The four of us grudgingly called it quits and went back to the car. Lunchtime and we were cold, tired and hungry. Deflated at our lack of real success. Yes we had all seen the warbler but not really satisfactorily. We made the best of it but everyone was a bit down in the car or maybe just  chilled into mute frustration by the freezing temperatures. One down and one to go.The dreaded double dip was on the cards but that is the high stakes one plays with twitching.

We headed for Kingsmead Quarry, part of Horton Gravel Pits, near Heathrow Airport, to hopefully view our main target, the Buff-bellied Pipits. Yep, that is right. Plural. How  unique is that? Not just one mega vagrant pipit had crossed the Atlantic to find dubious sanctuary on the banks of  the Queen Mother Reservoir but then another arrives to join it. The chances of this happening must be something akin to purchasing a winning lottery ticket. The original bird had arrived on the reservoir in December 2012. Then it disappeared over Christmas only to re-appear with a friend at the beginning of 2013. Entry to Queen Mother Reservoir requires all visitors to have a permit or special permission. Special arrangements had been made before Christmas to allow birders in to see the original pipit but after the disappearance of the pipit over Christmas entry was again banned unless one had a permit. The rediscovery of two Buff-bellied Pipits at the same reservoir in January resulted in a concession from Thames Water whereby general access for birders was allowed for only one day. That day was Saturday 12th January. We were visiting on Sunday the 13th! However the pipits had moved from the reservoir on Saturday and had been frequenting Kingsmead Quarry, an area of wet, waste ground with unrestricted access to birders, adjacent to the reservoir. We were banking on them staying there and not going back to the reservoir. High stakes indeed. 

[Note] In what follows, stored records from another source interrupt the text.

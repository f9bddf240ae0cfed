// Copyright (C) 2025 Jeremy J. Carroll. See LICENSE for details.

//! Common test utilities shared across integration tests.

#![allow(dead_code)]

use tableau_tuples::residue::reduce;
use tableau_tuples::shape::{partition_tuples, Cell, PartitionTuple};
use tableau_tuples::tuple::{StandardTableauTuple, TableauTuple};

pub fn shape(rows: Vec<Vec<usize>>) -> PartitionTuple {
    PartitionTuple::from_rows(rows).unwrap()
}

pub fn tuple(text: &str) -> TableauTuple {
    text.parse().unwrap()
}

pub fn strings<T: ToString>(items: impl IntoIterator<Item = T>) -> Vec<String> {
    items.into_iter().map(|t| t.to_string()).collect()
}

/// Every partition tuple of level at most `max_level` and size at most
/// `max_size`.
pub fn small_shapes(max_level: usize, max_size: usize) -> Vec<PartitionTuple> {
    (1..=max_level)
        .flat_map(|level| (0..=max_size).flat_map(move |size| partition_tuples(level, size)))
        .collect()
}

/// Every filling of `shape` with `1..=n`, each used once.
pub fn all_fillings(shape: &PartitionTuple) -> Vec<TableauTuple> {
    let n = shape.size();
    let mut out = Vec::new();
    let mut used = vec![false; n + 1];
    let mut flat = Vec::with_capacity(n);
    fill(shape, n, &mut used, &mut flat, &mut out);
    out
}

fn fill(
    shape: &PartitionTuple,
    n: usize,
    used: &mut [bool],
    flat: &mut Vec<usize>,
    out: &mut Vec<TableauTuple>,
) {
    if flat.len() == n {
        out.push(inflate(shape, flat));
        return;
    }
    for v in 1..=n {
        if !used[v] {
            used[v] = true;
            flat.push(v);
            fill(shape, n, used, flat, out);
            flat.pop();
            used[v] = false;
        }
    }
}

fn inflate(shape: &PartitionTuple, flat: &[usize]) -> TableauTuple {
    let mut rest = flat;
    let components = shape
        .components()
        .iter()
        .map(|p| {
            p.parts()
                .iter()
                .map(|&len| {
                    let (row, tail) = rest.split_at(len);
                    rest = tail;
                    row.to_vec()
                })
                .collect()
        })
        .collect();
    TableauTuple::from_rows(components).unwrap()
}

fn cell_residue(cell: Cell, e: usize, multicharge: &[i64]) -> i64 {
    reduce(e, cell.content(multicharge[cell.component]))
}

/// `cell` is below `other`: in a later component, or lower in the same one.
fn is_below(cell: Cell, other: Cell) -> bool {
    cell.component > other.component
        || (cell.component == other.component && cell.row > other.row)
}

/// The degree or codegree straight from the definition: for each `m`, the
/// addable cells minus the removable cells (other than the cell of `m`) of
/// the shape of `t` restricted to `m` that have the residue of `m` and lie
/// below it, or above it for the codegree.
fn graded_count(t: &StandardTableauTuple, e: usize, multicharge: &[i64], below: bool) -> i64 {
    let mut total = 0;
    for m in 1..=t.size() {
        let node = t.inverse(m).unwrap();
        let residue = cell_residue(node, e, multicharge);
        let mu = t.restrict(m).shape();
        let counts = |cell: Cell| {
            cell != node
                && cell_residue(cell, e, multicharge) == residue
                && if below {
                    is_below(cell, node)
                } else {
                    is_below(node, cell)
                }
        };
        let addable = mu.addable_cells().into_iter().filter(|&c| counts(c)).count() as i64;
        let removable = mu.removable_cells().into_iter().filter(|&c| counts(c)).count() as i64;
        total += addable - removable;
    }
    total
}

pub fn defined_degree(t: &StandardTableauTuple, e: usize, multicharge: &[i64]) -> i64 {
    graded_count(t, e, multicharge, true)
}

pub fn defined_codegree(t: &StandardTableauTuple, e: usize, multicharge: &[i64]) -> i64 {
    graded_count(t, e, multicharge, false)
}
/// Utility functions used throughout the application

use std::path::PathBuf;

/// Get platform-specific debug log path
pub fn get_debug_log_path() -> PathBuf {
    let mut path = std::env::temp_dir();
    path.push("admintui-debug.log");
    path
}

/// Default config file location (`<config_dir>/admintui/config.yaml`)
pub fn default_config_path() -> Option<PathBuf> {
    dirs::config_dir().map(|mut path| {
        path.push("admintui");
        path.push("config.yaml");
        path
    })
}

Badger's pager inevitably announced as we got near our destination that the pipits had flown back to the reservoir. A gloom descended on the car. Double dip anyone? Tired and fed up we drove aimlessly around the reservoir debating whether to try and see if by some miracle we could get access to the reservoir but in the end we headed for Kingsmead Quarry. We had two chances, slim or none, that the pipits had returned. We drew up and I saw some birders going through an open gate onto the waste ground. Could the pipits have returned? We got ourselves sorted and went through the gate to be confronted by the welcome sight of a small group of birders a few hundred yards away looking intently at what at first appeared to be just a group of wagtails.


Hang on - two of them were brown. The Buff-bellied Pipits! It must be.We joined the other birders and filled our scopes with visions of pipit loveliness. It was Buff-bellied Pipit heaven. 










Almost a cross between a Meadow and Rock Pipit they paraded around, feeding virtually constantly and always keeping close to each other.How nice it must be when you arrive in a strange country to find another of the same species awaiting you to make friends. They fed  by walking up and down on the area of short grass, puddles and gravel picking up minute invertebrates 


Occasionally taking alarm they would fly off together but in a few minutes always returned to the same general area and on one of these forays returned and settled relatively close to us, allowing some good photo opportunities. I noted the diagnostic buff suffusion to the belly, pale lores and the white tip to the second outermost tail feather as well as other intricate subtleties of their plumage, with one bird being slightly brighter in plumage than the other. All this was accompanied by the almost constant roar of planes arriving into Heathrow. 


Transatlantic jets and transatlantic migrant birds sharing the same location. You couldn't make it up! We watched the pipits for around an hour and then headed for home. The atmosphere was now completely different. Andy wanted to see Rose ringed Parakeets in Henley for his Oxfordshire list having just seen them flying over us here and added to his lifelist. Did we see them? Of course we did. This twitching is really a doddle!